Shortly afterwards, the fourth cist was found at NZ17476340. It was a similar burial close to cist numbers 2 and 3. This well-constructed cist had internal dimensions of 105 cm x 60 cm x 45cms deep, with particularly large and thick side stones and a cover stone 165 cm x 90 cm x 10 cm thick. The joints between the stones were packed with small stones or clay, and the floor of the cist consisted of 3 slabs of sandstone, 25 mm thick, carefully fitted together. The cist contained a contracted skeleton and a pottery vessel upon sand and pebbles, plus some fragments of charcoal and burnt bone. The pottery vessel was a beaker measuring 184 mm in height with a rim diameter of 153 mm.
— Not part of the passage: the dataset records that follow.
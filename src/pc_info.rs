// Host descriptor assembly: local sysinfo facts + external system query, best effort.

use crate::error::DiagError;
use crate::executor::{ActionPayload, RepairAction, RepairExecutor};
use crate::models::{LocalHostFacts, PcInfoSnapshot, SystemQuery, merge_pc_info};
use crate::sysinfo_repo::SysinfoRepo;
use std::sync::Arc;
use tracing::{instrument, warn};

pub struct PcInfoAssembler {
    host: Arc<SysinfoRepo>,
    executor: Arc<dyn RepairExecutor>,
}

/// Parses the system-query tool output. Tolerates leading noise before the JSON object.
pub fn parse_system_query(text: &str) -> Result<SystemQuery, DiagError> {
    let start = text
        .find('{')
        .ok_or_else(|| DiagError::parse("system query", "no JSON object in output"))?;
    serde_json::from_str(text[start..].trim()).map_err(|e| DiagError::parse("system query", e))
}

impl PcInfoAssembler {
    pub fn new(host: Arc<SysinfoRepo>, executor: Arc<dyn RepairExecutor>) -> Self {
        Self { host, executor }
    }

    async fn query(&self) -> Result<SystemQuery, DiagError> {
        match self
            .executor
            .execute(RepairAction::QuerySystem)
            .finish(|_| {})
            .await?
        {
            ActionPayload::Text(text) => parse_system_query(&text),
            other => Err(DiagError::parse(
                "system query",
                format!("unexpected payload {:?}", other),
            )),
        }
    }

    #[instrument(skip(self), fields(operation = "collect_pc_info"))]
    pub async fn collect(&self) -> PcInfoSnapshot {
        let (local, query) = tokio::join!(self.host.local_facts(), self.query());
        let local = local.unwrap_or_else(|e| {
            warn!(error = %e, "local host facts unavailable; using defaults");
            LocalHostFacts {
                arch: std::env::consts::ARCH.into(),
                platform: std::env::consts::OS.into(),
                ..Default::default()
            }
        });
        let query = match query {
            Ok(q) => Some(q),
            Err(e) => {
                warn!(error = %e, "system query failed; using local values only");
                None
            }
        };
        merge_pc_info(&local, query.as_ref())
    }
}
// Stage table and ordering rules. Every check-and-set happens under one lock.

use crate::error::DiagError;
use crate::models::{RepairStage, StageState, ThreatRecord, UpdateRecord};

/// Threat waiting for `resolve-threat`.
#[derive(Debug, Clone, PartialEq, Eq)]
pub(crate) struct PendingThreat {
    pub(crate) record: ThreatRecord,
    /// Synthetic record standing in for a failed scan engine; nothing to remove.
    pub(crate) engine_error: bool,
}

#[derive(Debug, Default)]
pub(crate) struct PipelineState {
    stages: [StageState; 5],
    running: Option<RepairStage>,
    pub(crate) pending_threat: Option<PendingThreat>,
    /// Most recent update scan; `None` until one has run.
    pub(crate) last_updates: Option<Vec<UpdateRecord>>,
}

impl PipelineState {
    pub(crate) fn state(&self, stage: RepairStage) -> StageState {
        self.stages[stage.index()]
    }

    pub(crate) fn running(&self) -> Option<RepairStage> {
        self.running
    }

    fn reset_from(&mut self, stage: RepairStage) {
        for s in RepairStage::ALL.into_iter().filter(|s| *s >= stage) {
            self.stages[s.index()] = StageState::Idle;
        }
    }

    /// Threat scan has a terminal result and nothing is left to resolve.
    fn threat_decided(&self) -> bool {
        self.state(RepairStage::ThreatScan).is_terminal() && self.pending_threat.is_none()
    }

    /// Validates ordering and marks `stage` Running.
    pub(crate) fn begin(&mut self, stage: RepairStage, strict: bool) -> Result<(), DiagError> {
        if let Some(running) = self.running {
            return Err(DiagError::StageBusy {
                requested: stage,
                running,
            });
        }
        let out_of_order = |reason| DiagError::StageOutOfOrder {
            requested: stage,
            reason,
        };
        match stage {
            RepairStage::NetworkFix => {
                *self = PipelineState::default();
            }
            RepairStage::ThreatScan => {
                if strict && !self.state(RepairStage::NetworkFix).is_terminal() {
                    return Err(out_of_order("stage 1 has not completed"));
                }
                self.pending_threat = None;
                self.last_updates = None;
                self.reset_from(RepairStage::ThreatScan);
            }
            RepairStage::ThreatResolve => {
                if !self.state(RepairStage::ThreatScan).is_terminal() {
                    return Err(out_of_order("no threat scan has run"));
                }
            }
            RepairStage::UpdateScan => {
                if strict && !self.threat_decided() {
                    return Err(out_of_order("stage 2 has not been resolved"));
                }
                self.last_updates = None;
                self.reset_from(RepairStage::UpdateScan);
            }
            RepairStage::UpdateInstall => {
                if self.last_updates.is_none() {
                    return Err(out_of_order("no update scan result"));
                }
            }
        }
        self.stages[stage.index()] = StageState::Running;
        self.running = Some(stage);
        Ok(())
    }

    pub(crate) fn mark_progress(&mut self, stage: RepairStage) {
        if self.state(stage).is_active() {
            self.stages[stage.index()] = StageState::ProgressReported;
        }
    }

    pub(crate) fn finish(&mut self, stage: RepairStage, state: StageState) {
        self.stages[stage.index()] = state;
        if self.running == Some(stage) {
            self.running = None;
        }
    }
}
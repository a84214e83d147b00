// Routes decoded commands to their handlers. Every command is answered on its own
// task and produces exactly one terminal event on the session's sink.

use super::{Command, CoreEvent, EventSink};
use crate::executor::{ActionPayload, RepairAction, RepairExecutor};
use crate::notifier::Notifier;
use crate::pc_info::PcInfoAssembler;
use crate::pipeline::{RepairPipeline, StageCommand};
use crate::secrets::KeyStore;
use crate::vitals::VitalsSampler;
use std::sync::Arc;
use tracing::{debug, warn};

pub struct DispatcherDeps {
    pub sampler: Arc<VitalsSampler>,
    pub pc_info: Arc<PcInfoAssembler>,
    pub pipeline: RepairPipeline,
    pub executor: Arc<dyn RepairExecutor>,
    pub notifier: Arc<Notifier>,
    pub keys: KeyStore,
}

#[derive(Clone)]
pub struct Dispatcher {
    deps: Arc<DispatcherDeps>,
}

impl Dispatcher {
    pub fn new(deps: DispatcherDeps) -> Self {
        Self {
            deps: Arc::new(deps),
        }
    }

    pub fn pipeline(&self) -> &RepairPipeline {
        &self.deps.pipeline
    }

    /// Never blocks: stage ordering is checked inline, the work itself is spawned.
    pub fn handle(&self, command: Command, events: EventSink) {
        let name = command.name();
        debug!(command = name, "command received");
        match command {
            Command::StartStage1 => self.start_stage(name, StageCommand::StartNetworkFix, events),
            Command::StartStage2Scan => {
                self.start_stage(name, StageCommand::StartThreatScan, events)
            }
            Command::ResolveThreat => self.start_stage(name, StageCommand::ResolveThreat, events),
            Command::StartStage3Scan => {
                self.start_stage(name, StageCommand::StartUpdateScan, events)
            }
            Command::ResolveUpdates(ids) => {
                self.start_stage(name, StageCommand::InstallUpdates(ids), events)
            }
            Command::RequestVitals => {
                let sampler = self.deps.sampler.clone();
                tokio::spawn(async move {
                    let event = match sampler.sample().await {
                        Ok(snapshot) => CoreEvent::VitalsUpdate(snapshot),
                        Err(e) => {
                            warn!(error = %e, operation = "sample_vitals", "vitals sample failed");
                            CoreEvent::rejected(name, e)
                        }
                    };
                    events.emit(event).await;
                });
            }
            Command::RequestPcInfo => {
                let pc_info = self.deps.pc_info.clone();
                tokio::spawn(async move {
                    let info = pc_info.collect().await;
                    events.emit(CoreEvent::PcInfoData(info)).await;
                });
            }
            Command::RequestSystemLogs => {
                let executor = self.deps.executor.clone();
                tokio::spawn(async move {
                    let text = match executor
                        .execute(RepairAction::ReadSystemLogs)
                        .finish(|_| {})
                        .await
                    {
                        Ok(ActionPayload::Text(text)) => text,
                        Ok(other) => {
                            warn!(payload = ?other, "system logs returned no text");
                            "No system logs available.".to_string()
                        }
                        Err(e) => {
                            warn!(error = %e, operation = "read_system_logs", "system logs failed");
                            format!("Unable to read system logs: {}", e)
                        }
                    };
                    events.emit(CoreEvent::SystemLogsData(text)).await;
                });
            }
            Command::GetApiKey => {
                let key = self.deps.keys.api_key().to_string();
                tokio::spawn(async move {
                    events.emit(CoreEvent::ApiKey { key }).await;
                });
            }
            Command::SubmitTicket(ticket) => {
                let notifier = self.deps.notifier.clone();
                tokio::spawn(async move {
                    let event = match notifier.submit(&ticket).await {
                        Ok(()) => CoreEvent::TicketSubmitted,
                        Err(e) => {
                            warn!(error = %e, operation = "submit_ticket", "ticket submission failed");
                            CoreEvent::TicketFailed {
                                reason: e.to_string(),
                            }
                        }
                    };
                    events.emit(event).await;
                });
            }
        }
    }

    /// Rejects a frame that never became a command.
    pub fn reject(&self, command: &str, reason: impl ToString, events: EventSink) {
        let event = CoreEvent::rejected(command, reason);
        tokio::spawn(async move {
            events.emit(event).await;
        });
    }

    fn start_stage(&self, name: &'static str, command: StageCommand, events: EventSink) {
        let rejection_sink = events.clone();
        if let Err(e) = self.deps.pipeline.start(command, events) {
            warn!(command = name, error = %e, "stage command rejected");
            self.reject(name, e, rejection_sink);
        }
    }
}
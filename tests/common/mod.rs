// Shared test helpers
#![allow(dead_code)]

use pcmedic::channel::{CoreEvent, Dispatcher, DispatcherDeps, EventSink};
use pcmedic::executor::{RepairExecutor, SimulatedExecutor};
use pcmedic::models::{CpuTicks, MemoryReading};
use pcmedic::notifier::Notifier;
use pcmedic::pc_info::PcInfoAssembler;
use pcmedic::pipeline::RepairPipeline;
use pcmedic::secrets::KeyStore;
use pcmedic::sysinfo_repo::SysinfoRepo;
use pcmedic::vitals::{CounterSource, VitalsSampler};
use std::collections::VecDeque;
use std::sync::{Arc, Mutex};
use tokio::sync::mpsc;
use tokio::time::{Duration, timeout};

pub const GB: u64 = 1024 * 1024 * 1024;

/// Replays scripted tick readings; the last one repeats once the script runs out.
pub struct ScriptedCounters {
    ticks: Mutex<VecDeque<CpuTicks>>,
    last: Mutex<CpuTicks>,
    memory: MemoryReading,
    memory_failures: Mutex<usize>,
}

impl ScriptedCounters {
    pub fn new(ticks: &[(u64, u64)], memory: MemoryReading) -> Self {
        Self {
            ticks: Mutex::new(
                ticks
                    .iter()
                    .map(|&(idle, total)| CpuTicks { idle, total })
                    .collect(),
            ),
            last: Mutex::new(CpuTicks::default()),
            memory,
            memory_failures: Mutex::new(0),
        }
    }

    /// The next `n` memory reads fail.
    pub fn failing_memory(self, n: usize) -> Self {
        *self.memory_failures.lock().unwrap() = n;
        self
    }

    pub fn flat() -> Self {
        Self::new(
            &[(0, 0)],
            MemoryReading {
                total: 16 * GB,
                free: 6 * GB,
            },
        )
    }
}

impl CounterSource for ScriptedCounters {
    fn cpu_ticks(&self) -> anyhow::Result<CpuTicks> {
        let mut last = self.last.lock().unwrap();
        if let Some(next) = self.ticks.lock().unwrap().pop_front() {
            *last = next;
        }
        Ok(*last)
    }

    fn memory(&self) -> anyhow::Result<MemoryReading> {
        let mut failures = self.memory_failures.lock().unwrap();
        if *failures > 0 {
            *failures -= 1;
            anyhow::bail!("memory counters unavailable");
        }
        Ok(self.memory)
    }
}

pub fn dispatcher_with(executor: Arc<dyn RepairExecutor>, strict_order: bool) -> Dispatcher {
    let sampler = VitalsSampler::new(Arc::new(ScriptedCounters::flat()), 38.0).unwrap();
    Dispatcher::new(DispatcherDeps {
        sampler: Arc::new(sampler),
        pc_info: Arc::new(PcInfoAssembler::new(
            Arc::new(SysinfoRepo::new()),
            executor.clone(),
        )),
        pipeline: RepairPipeline::new(executor.clone(), strict_order),
        executor,
        notifier: Arc::new(Notifier::Disabled),
        keys: KeyStore::new(Some("test-key".into())),
    })
}

pub fn default_dispatcher() -> Dispatcher {
    dispatcher_with(Arc::new(SimulatedExecutor::new()), true)
}

pub fn sink() -> (EventSink, mpsc::Receiver<CoreEvent>) {
    EventSink::channel(64)
}

pub async fn next_event(rx: &mut mpsc::Receiver<CoreEvent>) -> CoreEvent {
    timeout(Duration::from_secs(3), rx.recv())
        .await
        .expect("timed out waiting for event")
        .expect("event channel closed")
}

/// Asserts nothing else arrives within a short grace period.
pub async fn assert_quiet(rx: &mut mpsc::Receiver<CoreEvent>) {
    if let Ok(Some(ev)) = timeout(Duration::from_millis(100), rx.recv()).await {
        panic!("unexpected extra event: {:?}", ev);
    }
}

pub fn names(events: &[CoreEvent]) -> Vec<&'static str> {
    events.iter().map(CoreEvent::name).collect()
}

pub const TEST_ORIGIN: &str = "http://localhost:5173";

pub const TEST_CONFIG: &str = r#"
[server]
port = 8081
host = "127.0.0.1"

[channel]
event_buffer = 16
ping_interval_secs = 30
send_timeout_secs = 5
allowed_origins = ["http://localhost:5173"]

[executor]
mode = "simulated"
"#;
// Vitals sampler: CPU utilisation from a one-deep tick window, RAM from live totals.

use crate::error::DiagError;
use crate::models::{CpuTicks, MemoryReading, RamUsage, VitalsSnapshot};
use std::sync::{Arc, Mutex};
use tracing::{debug, instrument};

/// Raw OS counters. Calls may block briefly; the sampler runs them on the blocking pool.
pub trait CounterSource: Send + Sync + 'static {
    fn cpu_ticks(&self) -> anyhow::Result<CpuTicks>;
    fn memory(&self) -> anyhow::Result<MemoryReading>;
}

/// `100 - floor(100 * idleDelta / totalDelta)`, clamped to 0..=100.
/// A window with no ticks (or counters that went backwards) is an error.
pub fn cpu_percent(prev: CpuTicks, now: CpuTicks) -> Result<u8, DiagError> {
    let total_delta = now.total.saturating_sub(prev.total);
    if total_delta == 0 {
        return Err(DiagError::ZeroTickWindow);
    }
    let idle_delta = now.idle.saturating_sub(prev.idle).min(total_delta);
    let idle_pct = (idle_delta as u128 * 100 / total_delta as u128) as u64;
    Ok(100u64.saturating_sub(idle_pct).min(100) as u8)
}

/// Mocked temperature: rises a quarter degree per CPU percent above the base.
pub fn mock_temperature(base_c: f64, cpu_percent: u8) -> f64 {
    ((base_c + f64::from(cpu_percent) * 0.25) * 10.0).round() / 10.0
}

struct TickWindow {
    prev: CpuTicks,
    last_percent: u8,
}

/// Owns the CPU baseline. The window lock is held across read + compute, so
/// concurrent samples are serialized.
pub struct VitalsSampler {
    source: Arc<dyn CounterSource>,
    window: Arc<Mutex<TickWindow>>,
    temperature_base_c: f64,
}

impl VitalsSampler {
    /// Captures the baseline immediately.
    pub fn new(source: Arc<dyn CounterSource>, temperature_base_c: f64) -> anyhow::Result<Self> {
        let prev = source.cpu_ticks()?;
        Ok(Self {
            source,
            window: Arc::new(Mutex::new(TickWindow {
                prev,
                last_percent: 0,
            })),
            temperature_base_c,
        })
    }

    #[instrument(skip(self), fields(operation = "sample_vitals"))]
    pub async fn sample(&self) -> anyhow::Result<VitalsSnapshot> {
        let source = self.source.clone();
        let window = self.window.clone();
        let base = self.temperature_base_c;
        tokio::task::spawn_blocking(move || {
            let mut window = window
                .lock()
                .map_err(|e| anyhow::anyhow!("tick window lock poisoned: {}", e))?;
            let now = source.cpu_ticks()?;
            let memory = source.memory()?;
            let cpu = match cpu_percent(window.prev, now) {
                Ok(p) => p,
                Err(e) => {
                    debug!(error = %e, reused = window.last_percent, "reusing previous cpu percent");
                    window.last_percent
                }
            };
            window.prev = now;
            window.last_percent = cpu;
            Ok(VitalsSnapshot {
                cpu_percent: cpu,
                ram: RamUsage::from(memory),
                temp_c: mock_temperature(base, cpu),
            })
        })
        .await
        .map_err(|e| anyhow::anyhow!("vitals task join: {}", e))?
    }
}
// Repair executor: the external capability that performs one OS-level action.
// Every call returns immediately; outcomes arrive on an OutcomeStream.

mod command;
mod simulated;

pub use command::CommandExecutor;
pub use simulated::SimulatedExecutor;

use crate::error::DiagError;
use crate::models::{ScanReport, ThreatRecord, UpdateRecord};
use serde::{Deserialize, Serialize};
use std::fmt;
use tokio::sync::mpsc;

const OUTCOME_BUFFER: usize = 32;

#[derive(Debug, Clone, PartialEq, Eq)]
pub enum RepairAction {
    FlushDns,
    ResetNetworkStack,
    RestartAudioService,
    QuickScan,
    RemoveThreat(ThreatRecord),
    ScanUpdates,
    InstallUpdates(Vec<String>),
    ReadSystemLogs,
    QuerySystem,
}

/// Payload-free discriminant of a RepairAction (config keys, logging, errors).
#[derive(Debug, Clone, Copy, PartialEq, Eq, Hash, Serialize, Deserialize)]
#[serde(rename_all = "snake_case")]
pub enum ActionKind {
    FlushDns,
    ResetNetworkStack,
    RestartAudioService,
    QuickScan,
    RemoveThreat,
    ScanUpdates,
    InstallUpdates,
    ReadSystemLogs,
    QuerySystem,
}

impl RepairAction {
    pub fn kind(&self) -> ActionKind {
        match self {
            RepairAction::FlushDns => ActionKind::FlushDns,
            RepairAction::ResetNetworkStack => ActionKind::ResetNetworkStack,
            RepairAction::RestartAudioService => ActionKind::RestartAudioService,
            RepairAction::QuickScan => ActionKind::QuickScan,
            RepairAction::RemoveThreat(_) => ActionKind::RemoveThreat,
            RepairAction::ScanUpdates => ActionKind::ScanUpdates,
            RepairAction::InstallUpdates(_) => ActionKind::InstallUpdates,
            RepairAction::ReadSystemLogs => ActionKind::ReadSystemLogs,
            RepairAction::QuerySystem => ActionKind::QuerySystem,
        }
    }
}

impl ActionKind {
    pub fn as_str(self) -> &'static str {
        match self {
            ActionKind::FlushDns => "flush_dns",
            ActionKind::ResetNetworkStack => "reset_network_stack",
            ActionKind::RestartAudioService => "restart_audio_service",
            ActionKind::QuickScan => "quick_scan",
            ActionKind::RemoveThreat => "remove_threat",
            ActionKind::ScanUpdates => "scan_updates",
            ActionKind::InstallUpdates => "install_updates",
            ActionKind::ReadSystemLogs => "read_system_logs",
            ActionKind::QuerySystem => "query_system",
        }
    }
}

impl fmt::Display for ActionKind {
    fn fmt(&self, f: &mut fmt::Formatter<'_>) -> fmt::Result {
        f.write_str(self.as_str())
    }
}

#[derive(Debug, Clone, PartialEq, Eq)]
pub enum ActionPayload {
    None,
    Scan(ScanReport),
    Updates(Vec<UpdateRecord>),
    Text(String),
}

#[derive(Debug, Clone, PartialEq, Eq)]
pub enum ActionOutcome {
    Progress(String),
    Success(ActionPayload),
    Failure(String),
}

pub trait RepairExecutor: Send + Sync {
    /// Starts `action` and returns without waiting for it.
    fn execute(&self, action: RepairAction) -> OutcomeStream;
}

/// Executor side of an outcome stream.
pub struct OutcomeSender {
    tx: mpsc::Sender<ActionOutcome>,
}

impl OutcomeSender {
    pub async fn progress(&self, message: impl Into<String>) {
        let _ = self.tx.send(ActionOutcome::Progress(message.into())).await;
    }

    pub async fn success(self, payload: ActionPayload) {
        let _ = self.tx.send(ActionOutcome::Success(payload)).await;
    }

    pub async fn failure(self, reason: impl Into<String>) {
        let _ = self.tx.send(ActionOutcome::Failure(reason.into())).await;
    }
}

/// Caller side: zero or more Progress followed by one terminal outcome.
pub struct OutcomeStream {
    kind: ActionKind,
    rx: mpsc::Receiver<ActionOutcome>,
}

impl OutcomeStream {
    pub fn channel(kind: ActionKind) -> (OutcomeSender, OutcomeStream) {
        let (tx, rx) = mpsc::channel(OUTCOME_BUFFER);
        (OutcomeSender { tx }, OutcomeStream { kind, rx })
    }

    /// A stream that is already terminated with `reason`.
    pub fn failed(kind: ActionKind, reason: impl Into<String>) -> OutcomeStream {
        let (tx, rx) = mpsc::channel(1);
        let _ = tx.try_send(ActionOutcome::Failure(reason.into()));
        OutcomeStream { kind, rx }
    }

    pub fn kind(&self) -> ActionKind {
        self.kind
    }

    pub async fn next(&mut self) -> Option<ActionOutcome> {
        self.rx.recv().await
    }

    /// Drains progress into `on_progress` until the terminal outcome. A stream that
    /// closes without one counts as a failure.
    pub async fn finish(
        mut self,
        mut on_progress: impl FnMut(&str),
    ) -> Result<ActionPayload, DiagError> {
        while let Some(outcome) = self.rx.recv().await {
            match outcome {
                ActionOutcome::Progress(message) => on_progress(&message),
                ActionOutcome::Success(payload) => return Ok(payload),
                ActionOutcome::Failure(reason) => {
                    return Err(DiagError::executor(self.kind, reason));
                }
            }
        }
        Err(DiagError::executor(
            self.kind,
            "executor ended without an outcome",
        ))
    }
}
// CPU tick counters, memory readings and the vitals wire model

use serde::{Deserialize, Serialize};

const BYTES_PER_GB: f64 = 1024.0 * 1024.0 * 1024.0;

/// Cumulative CPU tick counters as read from the vitals provider.
#[derive(Debug, Clone, Copy, Default, PartialEq, Eq)]
pub struct CpuTicks {
    pub idle: u64,
    pub total: u64,
}

/// Live memory totals in bytes.
#[derive(Debug, Clone, Copy, Default, PartialEq, Eq)]
pub struct MemoryReading {
    pub total: u64,
    pub free: u64,
}

#[derive(Debug, Clone, PartialEq, Serialize, Deserialize)]
#[serde(rename_all = "camelCase")]
pub struct RamUsage {
    pub used_gb: f64,
    pub free_gb: f64,
    pub total_gb: f64,
}

impl From<MemoryReading> for RamUsage {
    fn from(m: MemoryReading) -> Self {
        let free = m.free.min(m.total);
        let used = m.total - free;
        Self {
            used_gb: bytes_to_gb(used),
            free_gb: bytes_to_gb(free),
            total_gb: bytes_to_gb(m.total),
        }
    }
}

/// Payload of `vitals-update`. `temp` is a mocked reading.
#[derive(Debug, Clone, PartialEq, Serialize, Deserialize)]
pub struct VitalsSnapshot {
    #[serde(rename = "cpu")]
    pub cpu_percent: u8,
    pub ram: RamUsage,
    #[serde(rename = "temp")]
    pub temp_c: f64,
}

/// Bytes to GiB, rounded to two decimals.
pub fn bytes_to_gb(bytes: u64) -> f64 {
    ((bytes as f64 / BYTES_PER_GB) * 100.0).round() / 100.0
}
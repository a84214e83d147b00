// Message channel: typed commands in, typed events out, one session per client.

mod dispatcher;
mod message;

pub use dispatcher::{Dispatcher, DispatcherDeps};
pub use message::{CAPABILITIES, Command, CoreEvent, decode_command};

use tokio::sync::mpsc;
use tracing::debug;

/// Outbound half of a session. Cloned into every task that answers a command.
#[derive(Clone)]
pub struct EventSink {
    tx: mpsc::Sender<CoreEvent>,
}

impl EventSink {
    pub fn channel(capacity: usize) -> (EventSink, mpsc::Receiver<CoreEvent>) {
        let (tx, rx) = mpsc::channel(capacity);
        (EventSink { tx }, rx)
    }

    /// Waits for queue space. A closed session drops the event.
    pub async fn emit(&self, event: CoreEvent) {
        let name = event.name();
        if self.tx.send(event).await.is_err() {
            debug!(event = name, "session closed; event dropped");
        }
    }
}
// Typed errors crossing module seams. The service shell uses anyhow.

use crate::executor::ActionKind;
use crate::models::RepairStage;

#[derive(Debug, Clone, PartialEq, Eq, thiserror::Error)]
pub enum DiagError {
    /// An external action errored or returned malformed output.
    #[error("{action} failed: {reason}")]
    Executor { action: ActionKind, reason: String },

    /// Two CPU samples with no ticks between them.
    #[error("cpu tick window is empty")]
    ZeroTickWindow,

    #[error("malformed {what}: {reason}")]
    Parse { what: &'static str, reason: String },

    #[error("notification transport failed: {0}")]
    Transport(String),

    #[error("{requested} cannot start: {reason}")]
    StageOutOfOrder {
        requested: RepairStage,
        reason: &'static str,
    },

    #[error("{requested} cannot start while {running} is running")]
    StageBusy {
        requested: RepairStage,
        running: RepairStage,
    },
}

impl DiagError {
    pub fn executor(action: ActionKind, reason: impl Into<String>) -> Self {
        Self::Executor {
            action,
            reason: reason.into(),
        }
    }

    pub fn parse(what: &'static str, reason: impl ToString) -> Self {
        Self::Parse {
            what,
            reason: reason.to_string(),
        }
    }
}

/// Frames refused at the trust boundary.
#[derive(Debug, Clone, PartialEq, Eq, thiserror::Error)]
pub enum ChannelError {
    #[error("capability '{0}' is not exposed")]
    UnknownCapability(String),

    #[error("malformed frame: {0}")]
    MalformedFrame(String),

    #[error("invalid payload for '{command}': {reason}")]
    InvalidPayload { command: String, reason: String },
}

impl ChannelError {
    /// Command name to attach to the rejection event.
    pub fn command(&self) -> &str {
        match self {
            ChannelError::UnknownCapability(name) => name,
            ChannelError::MalformedFrame(_) => "unknown",
            ChannelError::InvalidPayload { command, .. } => command,
        }
    }
}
The neck was decorated with five notched-wheel horizontal grooves, and the rest of the body, below a zigzag line, had comb-impressed horizontal bands, chevrons, cross-hatching, herringbone and zigzag. It was probably placed in the Museum of Antiquities and later moved to the Great North Museum.

Cist 5

On 13th November 1939 the fifth cist was found at NZ175634. It was recorded as being empty by a local historian, Mr Cocks, and moved to his garden, at Lilac Cottage, Barmoor, Ryton. The location of this find, though poorly recorded, may have been just north of the line of the modern A 695 road.

Cist 6

Found only two days after cist 5, but at an outlying location 500 metres to the south west. The site is now under the premises of the Newcastle Oil Company. It was excavated by G W Temperley of the Hancock Museum, and contained a single burial, a pottery vessel and a flint flake. The underside of its capstone bore an incised U-shaped groove about 50 mm wide and set about 75mm from the edge of the stone.The cist was displayed in the grounds of the Ryton Urban District Council offices, and possibly moved to the Museum of Antiquities, Newcastle, on the 5th June 1972. The food vessel was described as in pink buff fabric, 210 mm high, and with the diameter of the rim 180 mm, base 90 mm. It had a bulbous body with a carination and concave neck but no collar. The neck and body were decorated with scored cross-hatching, the rim with whipped cord. Its present location is unknown.

This account is compiled from a variety of sources.